Ao Estadão, a Associação Brasileira de Redes de Farmácias e Drogarias (Abrafarma) disse não ter dados sobre a venda de autotestes por associados, apenas dados de pacientes que voluntariamente utilizaram o QR Code nas caixas dos testes para relatar o diagnóstico por aplicativo. Entre março e abril, 32 mil pessoas acessaram a aplicação. A maioria (88%) apresentou resultado negativo.

A associação disse que o autoteste é exercício de “cidadania” e “bom senso”. Também destacou esperar que pacientes que apresentem resultado positivo busquem profissional da saúde, para receber tratamento e notificar diagnóstico.

A Secretaria de Saúde do Rio, além do crescimento dos casos, viu aumento de 5% nos atendimentos a casos de síndrome gripal em UPAs. “Na semana de 15 a 21 de maio, foram em média 374 atendimentos diários de pacientes com síndrome gripal, sendo 237 pediátricos. Na semana de 22 a 28 de maio, a média diária de atendimentos foi de 396, sendo 238 pediátricos.”

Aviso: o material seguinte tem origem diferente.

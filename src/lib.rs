//! # ONCOGRID
//!
//! Stochastic agent-based tumor growth on a 2-D lattice.
//!
//! Two cell lineages share a square grid: stem-like tumor cells divide
//! without bound, regular tumor cells carry a finite division potential that
//! their daughters inherit. Each step, every live cell may die, divide into
//! an adjacent free site, crawl to one, or idle; the grid pads itself
//! outward whenever the colony nears the border.
//!
//! ## Features
//!
//! - **Parallel**: cells are updated by a fork-join worker pool; free sites
//!   are claimed lock-free with per-site compare-and-swap
//! - **Reproducible**: a single root seed drives seeded ChaCha streams, one
//!   per worker per step
//! - **Configurable**: YAML configuration files, plus the legacy
//!   seven-value preset format
//! - **Resumable**: binary checkpoints capture and restore complete runs
//!
//! ## Quick Start
//!
//! ```rust,no_run
//! use oncogrid::{Config, Engine};
//!
//! let config = Config::default();
//! let mut engine = Engine::new(config).unwrap();
//!
//! // Run with per-step lineage counting enabled.
//! engine.run(1000, true);
//!
//! let snapshot = engine.snapshot();
//! println!("Population: {}", snapshot.population());
//! println!("Lattice side: {}", snapshot.size);
//! ```
//!
//! ## Reproducible runs
//!
//! ```rust
//! use oncogrid::{Config, Engine};
//!
//! let mut config = Config::default();
//! config.run.threads = 1;
//!
//! let mut a = Engine::new_with_seed(config.clone(), 42).unwrap();
//! let mut b = Engine::new_with_seed(config, 42).unwrap();
//! a.run(10, false);
//! b.run(10, false);
//! assert_eq!(a.snapshot(), b.snapshot());
//! ```

pub mod checkpoint;
pub mod config;
pub mod engine;
pub mod lattice;
pub mod neighborhood;
pub mod population;
pub mod rng;
pub mod rules;
pub mod snapshot;
pub mod stats;

// Re-export main types
pub use config::Config;
pub use engine::Engine;
pub use snapshot::Snapshot;

/// Library version
pub const VERSION: &str = env!("CARGO_PKG_VERSION");

/// Run a quick benchmark
pub fn benchmark(steps: u64, potential_max: u32) -> BenchmarkResult {
    use std::time::Instant;

    let mut config = Config::default();
    config.cells.potential_max = potential_max;
    config.cells.death_chance = 1.0;
    config.cells.proliferation_chance = 30;
    config.cells.migration_chance = 30;
    config.cells.stc_child_chance = 10;

    let mut engine = Engine::new_with_seed(config, 42).expect("benchmark config is valid");

    let start = Instant::now();
    engine.run(steps, false);
    let elapsed = start.elapsed();

    BenchmarkResult {
        steps,
        potential_max,
        final_population: engine.population(),
        final_side: engine.size(),
        elapsed_secs: elapsed.as_secs_f64(),
        steps_per_second: steps as f64 / elapsed.as_secs_f64(),
    }
}

/// Benchmark result
#[derive(Debug, Clone)]
pub struct BenchmarkResult {
    pub steps: u64,
    pub potential_max: u32,
    pub final_population: usize,
    pub final_side: usize,
    pub elapsed_secs: f64,
    pub steps_per_second: f64,
}

impl std::fmt::Display for BenchmarkResult {
    fn fmt(&self, f: &mut std::fmt::Formatter<'_>) -> std::fmt::Result {
        writeln!(f, "=== Benchmark Results ===")?;
        writeln!(f, "Steps: {}", self.steps)?;
        writeln!(f, "Potential: {}", self.potential_max)?;
        writeln!(f, "Final population: {}", self.final_population)?;
        writeln!(f, "Final side: {}", self.final_side)?;
        writeln!(f, "Time: {:.3}s", self.elapsed_secs)?;
        writeln!(f, "Speed: {:.1} steps/s", self.steps_per_second)?;
        Ok(())
    }
}

#[cfg(test)]
mod tests {
    use super::*;

    #[test]
    fn test_version() {
        assert!(!VERSION.is_empty());
    }

    #[test]
    fn test_quick_simulation() {
        let config = Config::default();
        let mut engine = Engine::new(config).unwrap();

        engine.run(50, false);

        assert_eq!(engine.time(), 50);
    }

    #[test]
    fn test_benchmark() {
        let result = benchmark(20, 10);

        assert_eq!(result.steps, 20);
        assert!(result.steps_per_second > 0.0);
    }
}
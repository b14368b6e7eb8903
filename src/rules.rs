//! Per-cell fate decisions for one simulation step.

use crate::config::CellConfig;
use crate::lattice::{Lattice, EMPTY};
use crate::neighborhood;
use crate::population::Coord;
use crate::rng::SimRng;

/// Buffers a worker fills while sweeping its share of the population.
///
/// Workers may not touch the shared index during a step, so daughters and
/// coordinate changes are journaled here and drained by the scheduler after
/// the join.
#[derive(Debug, Default)]
pub struct WorkerOutcome {
    /// Coordinates of daughters committed this step.
    pub births: Vec<Coord>,
    /// Index entries that migrated, with their new coordinates.
    pub moves: Vec<(usize, Coord)>,
    /// Index entries whose cell died this step. A died cell's site is
    /// immediately reservable by neighbors, so removal is journaled by
    /// index rather than inferred from site emptiness.
    pub deaths: Vec<usize>,
}

/// Advance one cell: spontaneous death, then proliferation or migration into
/// a reserved neighbor site, else idle. `index` is the cell's position in
/// the step's population snapshot.
///
/// Every reservation taken here is committed or released before returning.
pub fn update_cell(
    lattice: &Lattice,
    rules: &CellConfig,
    index: usize,
    at: Coord,
    rng: &mut SimRng,
    out: &mut WorkerOutcome,
) {
    let value = lattice.get(at.x, at.y);
    if value <= EMPTY {
        // Emptied earlier in this step; nothing left to do.
        return;
    }
    let stc_tag = rules.potential_max as i32 + 1;
    let is_stc = value >= stc_tag;

    if !is_stc && (rng.percent() as f32) < rules.death_chance {
        lattice.set(at.x, at.y, EMPTY);
        out.deaths.push(index);
        return;
    }

    let Some(target) = neighborhood::reserve_free_neighbor(lattice, at, rng) else {
        // Boxed in: idle this step.
        return;
    };

    if rng.percent() < rules.proliferation_chance {
        if is_stc {
            let daughter = if rng.percent() < rules.stc_child_chance {
                stc_tag
            } else {
                rules.potential_max as i32
            };
            lattice.set(target.x, target.y, daughter);
            out.births.push(target);
        } else {
            // The parent spends one division and the daughter inherits the
            // spent value; at zero the parent is gone and no daughter lands.
            let remaining = value - 1;
            lattice.set(at.x, at.y, remaining);
            if remaining > EMPTY {
                lattice.set(target.x, target.y, remaining);
                out.births.push(target);
            } else {
                out.deaths.push(index);
                lattice.release(target.x, target.y);
            }
        }
    } else if rng.percent() < rules.migration_chance {
        lattice.set(target.x, target.y, value);
        lattice.set(at.x, at.y, EMPTY);
        out.moves.push((index, target));
    } else {
        lattice.release(target.x, target.y);
    }
}
#[cfg(test)]
mod tests {
    use super::*;
    use crate::lattice::RESERVED;
    use std::collections::HashSet;

    fn config(
        potential_max: u32,
        death: f32,
        proliferation: u32,
        migration: u32,
        stc_child: u32,
        starter_is_stc: bool,
    ) -> Config {
        let mut config = Config::default();
        config.run.threads = 1;
        config.cells.potential_max = potential_max;
        config.cells.death_chance = death;
        config.cells.proliferation_chance = proliferation;
        config.cells.migration_chance = migration;
        config.cells.stc_child_chance = stc_child;
        config.cells.starter_is_stc = starter_is_stc;
        config
    }

    /// Checks that must hold between any two steps.
    fn verify_invariants(engine: &Engine, initial_size: usize) {
        let snap = engine.snapshot();
        let stc_tag = snap.potential_max as i32 + 1;

        for &v in &snap.cells {
            assert_ne!(v, RESERVED, "reservation outlived its step");
            assert!(
                v == EMPTY || (1..=stc_tag).contains(&v),
                "site value {v} out of range"
            );
        }

        assert!(snap.size >= initial_size, "lattice shrank");
        assert_eq!(
            engine.population(),
            snap.population(),
            "index and lattice disagree on the live count"
        );

        let mut seen = HashSet::new();
        for coord in engine.cells.iter() {
            assert!(seen.insert(*coord), "coordinate indexed twice: {coord:?}");
            assert_ne!(snap.site(coord.x, coord.y), EMPTY, "index points at an empty site");
        }

        assert!(
            !engine.cells.near_border(snap.size, BORDER_MARGIN),
            "cell left within the border margin"
        );
    }

    #[test]
    fn starter_sits_at_the_center() {
        let engine = Engine::new_with_seed(config(10, 0.0, 0, 0, 0, true), 1).unwrap();
        let snap = engine.snapshot();
        assert_eq!(snap.site(50, 50), 11);
        assert_eq!(engine.population(), 1);

        let engine = Engine::new_with_seed(config(10, 0.0, 0, 0, 0, false), 1).unwrap();
        assert_eq!(engine.snapshot().site(50, 50), 10);
    }

    #[test]
    fn invalid_config_is_rejected() {
        let mut bad = config(10, 0.0, 0, 0, 0, true);
        bad.cells.migration_chance = 150;
        assert!(Engine::new_with_seed(bad, 1).is_err());
    }

    #[test]
    fn seed_cell_checks_bounds_and_occupancy() {
        let mut engine = Engine::new_with_seed(config(10, 0.0, 0, 0, 0, false), 1).unwrap();

        assert!(matches!(
            engine.seed_cell(100, 3),
            Err(EngineError::OutOfBounds { .. })
        ));
        assert!(matches!(
            engine.seed_cell(50, 50),
            Err(EngineError::Occupied { .. })
        ));

        engine.seed_cell(30, 30).unwrap();
        assert_eq!(engine.population(), 2);
        assert_eq!(engine.snapshot().site(30, 30), 10);
    }

    #[test]
    fn reset_restores_the_initial_state() {
        let mut engine = Engine::new_with_seed(config(10, 0.0, 100, 0, 0, true), 3).unwrap();
        engine.run(5, true);
        assert!(engine.population() > 1);

        engine.reset(Some(9));
        assert_eq!(engine.time(), 0);
        assert_eq!(engine.population(), 1);
        assert_eq!(engine.seed(), 9);
        assert!(engine.counters().is_empty());
        assert_eq!(engine.snapshot().site(50, 50), 11);
    }

    #[test]
    fn death_only_run_goes_extinct_in_one_step() {
        let mut engine = Engine::new_with_seed(config(1, 100.0, 0, 0, 0, false), 11).unwrap();
        engine.step(true);

        assert_eq!(engine.population(), 0);
        assert!(engine.is_extinct());
        assert_eq!(engine.counters().latest(), Some((0, 0)));
        verify_invariants(&engine, 100);
    }

    #[test]
    fn quiescent_rules_leave_the_state_unchanged() {
        let mut engine = Engine::new_with_seed(config(10, 0.0, 0, 0, 0, true), 12).unwrap();
        let before = engine.snapshot();

        engine.run(5, false);
        let after = engine.snapshot();

        assert_eq!(after.cells, before.cells);
        assert_eq!(after.size, before.size);
        assert_eq!(after.step, 5);
        assert_eq!(engine.population(), 1);
        verify_invariants(&engine, 100);
    }

    #[test]
    fn stem_cell_survives_certain_death() {
        let mut engine = Engine::new_with_seed(config(10, 100.0, 0, 50, 0, true), 13).unwrap();
        engine.run(25, true);

        assert_eq!(engine.population(), 1);
        assert_eq!(engine.counters().latest(), Some((1, 0)));
        verify_invariants(&engine, 100);
    }

    #[test]
    fn migration_only_preserves_the_population() {
        let mut engine = Engine::new_with_seed(config(10, 0.0, 0, 100, 0, false), 14).unwrap();
        for x in [40usize, 44, 60] {
            engine.seed_cell(x, 50).unwrap();
        }
        let start = engine.population();

        for _ in 0..30 {
            engine.step(false);
            assert_eq!(engine.population(), start);
            verify_invariants(&engine, 100);
        }
    }

    #[test]
    fn rtc_colony_is_bounded_by_its_potential() {
        // Pure proliferation from a single regular cell: growth for at most
        // potential_max steps, then the colony stabilizes or declines and
        // stays inside the reachable 9x9 region.
        let mut engine = Engine::new_with_seed(config(10, 0.0, 100, 0, 0, false), 15).unwrap();

        engine.step(false);
        assert_eq!(engine.population(), 2);

        for _ in 1..10 {
            engine.step(false);
            verify_invariants(&engine, 100);
        }
        assert!(engine.population() <= 81, "colony outgrew its potential");
    }

    #[test]
    fn potential_one_colony_dies_out() {
        let mut engine = Engine::new_with_seed(config(1, 0.0, 100, 0, 0, false), 16).unwrap();

        let mut peak = engine.population();
        for _ in 0..50 {
            engine.step(true);
            peak = peak.max(engine.population());
            verify_invariants(&engine, 100);
        }

        assert!(peak <= 5);
        assert_eq!(engine.population(), 0);
    }

    #[test]
    fn stem_seeded_colony_spreads_and_extends_the_domain() {
        let mut engine = Engine::new_with_seed(config(20, 0.0, 90, 90, 90, true), 17).unwrap();
        engine.run(100, true);

        let (stc, _) = engine.counters().latest().unwrap();
        assert!(stc >= 1, "stem lineage vanished");
        assert!(engine.size() > 100, "domain never extended");
        assert!(engine.population() > 50, "colony failed to spread");
        verify_invariants(&engine, 100);
    }

    #[test]
    fn stem_count_never_drops_without_death() {
        let mut engine = Engine::new_with_seed(config(10, 0.0, 80, 40, 50, true), 18).unwrap();
        engine.run(40, true);

        let stc = &engine.counters().stc;
        assert!(stc.windows(2).all(|w| w[1] >= w[0]), "stem count dropped: {stc:?}");
    }

    #[test]
    fn no_stem_cells_appear_in_regular_runs() {
        let mut engine = Engine::new_with_seed(config(10, 0.0, 80, 50, 90, false), 19).unwrap();
        engine.run(30, true);

        assert!(engine.counters().stc.iter().all(|&n| n == 0));
    }

    #[test]
    fn fixed_seed_single_worker_runs_are_identical() {
        let config = config(10, 1.0, 60, 40, 30, true);
        let mut a = Engine::new_with_seed(config.clone(), 42).unwrap();
        let mut b = Engine::new_with_seed(config, 42).unwrap();

        for _ in 0..20 {
            a.step(true);
            b.step(true);
            assert_eq!(a.snapshot(), b.snapshot());
        }
    }

    #[test]
    fn death_with_proliferation_keeps_index_and_grid_aligned() {
        // A died cell's site can be recolonized by a neighboring birth or
        // migrant within the same step; the index must still end the step
        // with exactly one entry per occupied site.
        let mut engine =
            Engine::new_with_seed(config(10, 30.0, 60, 40, 20, true), 23).unwrap();

        for _ in 0..60 {
            engine.step(true);
            verify_invariants(&engine, 100);
        }
    }

    #[test]
    fn multi_worker_step_respects_the_invariants() {
        let mut config = config(10, 20.0, 90, 60, 50, true);
        config.run.threads = 4;

        let mut engine = Engine::new_with_seed(config, 21).unwrap();
        for _ in 0..40 {
            engine.step(true);
            verify_invariants(&engine, 100);
        }
        assert!(engine.population() > 1);
    }

    #[test]
    fn checkpoint_roundtrip_resumes_in_place() {
        let mut engine = Engine::new_with_seed(config(10, 0.5, 70, 40, 30, true), 22).unwrap();
        engine.run(15, true);

        let checkpoint = engine.create_checkpoint();
        let restored = Engine::from_checkpoint(checkpoint).unwrap();

        assert_eq!(restored.time(), engine.time());
        assert_eq!(restored.population(), engine.population());
        assert_eq!(restored.seed(), engine.seed());
        assert_eq!(restored.snapshot(), engine.snapshot());
    }
}
//! Read-only view of a run for renderers and tests.

use crate::lattice::{classify, SiteKind, EMPTY};
use serde::{Deserialize, Serialize};

/// Dense copy of the lattice plus the recorded count series.
///
/// Renderers map sites as: empty white, stem cells yellow, regular cells red
/// with intensity `round(255 * value / potential_max)`.
#[derive(Debug, Clone, PartialEq, Eq, Serialize, Deserialize)]
pub struct Snapshot {
    /// Side of the square lattice.
    pub size: usize,
    /// Step count at capture time.
    pub step: u64,
    /// Maximum regular-cell potential; the stem tag is this plus one.
    pub potential_max: u32,
    /// Row-major site values.
    pub cells: Vec<i32>,
    /// Stem-cell totals per counted step; empty when counting was off.
    pub stc: Vec<usize>,
    /// Regular-cell totals per counted step; empty when counting was off.
    pub rtc: Vec<usize>,
}

impl Snapshot {
    /// Raw value at a site.
    pub fn site(&self, x: usize, y: usize) -> i32 {
        assert!(
            x < self.size && y < self.size,
            "site ({x}, {y}) outside {size}x{size} snapshot",
            size = self.size
        );
        self.cells[x + y * self.size]
    }

    /// Classified value at a site.
    pub fn kind(&self, x: usize, y: usize) -> SiteKind {
        classify(self.site(x, y), self.potential_max as i32)
    }

    /// Number of occupied sites.
    pub fn population(&self) -> usize {
        self.cells.iter().filter(|&&v| v != EMPTY).count()
    }

    /// ASCII rendering: `.` for empty, `*` for stem cells, and the regular
    /// potential as a single digit capped at 9. Row 0 prints last so the
    /// y axis points up.
    pub fn ascii(&self) -> String {
        let mut text = String::with_capacity(self.size * (self.size + 1));
        for y in (0..self.size).rev() {
            for x in 0..self.size {
                let glyph = match self.kind(x, y) {
                    SiteKind::Empty => '.',
                    SiteKind::Stc => '*',
                    SiteKind::Rtc(p) => {
                        char::from_digit(p.min(9) as u32, 10).unwrap_or('9')
                    }
                };
                text.push(glyph);
            }
            text.push('\n');
        }
        text
    }
}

Conforme a pasta, a Subsecretaria de Vigilância e Atenção Primária à Saúde (SWAPS) enviou nota técnica aos 92 municípios, na sexta, 3, alertando para que as unidades de saúde mantenham a oferta de teste rápido de antígeno para todos os casos de síndrome gripal, para monitoramento do cenário. 

O Conselho Nacional de Secretários de Saúde (Conass) destacou, em nota, que “não temos elementos para afirmar que estamos vivendo uma nova onda avaliando os dados das últimas semanas, mesmo considerando um aumento dos casos de forma significativa”. O Conass destacou que medidas de proteção “sempre devem ser incentivadas”, bem como estimular a vacinação é importante.

A reportagem tentou contato com o Ministério da Saúde, mas não obteve resposta até a publicação do texto. A secretaria de saúde do Rio Grande do Norte também não respondeu. O Distrito Federal disse monitorar todos os casos de covid-19 e demais síndromes respiratórias agudas graves (SRAG).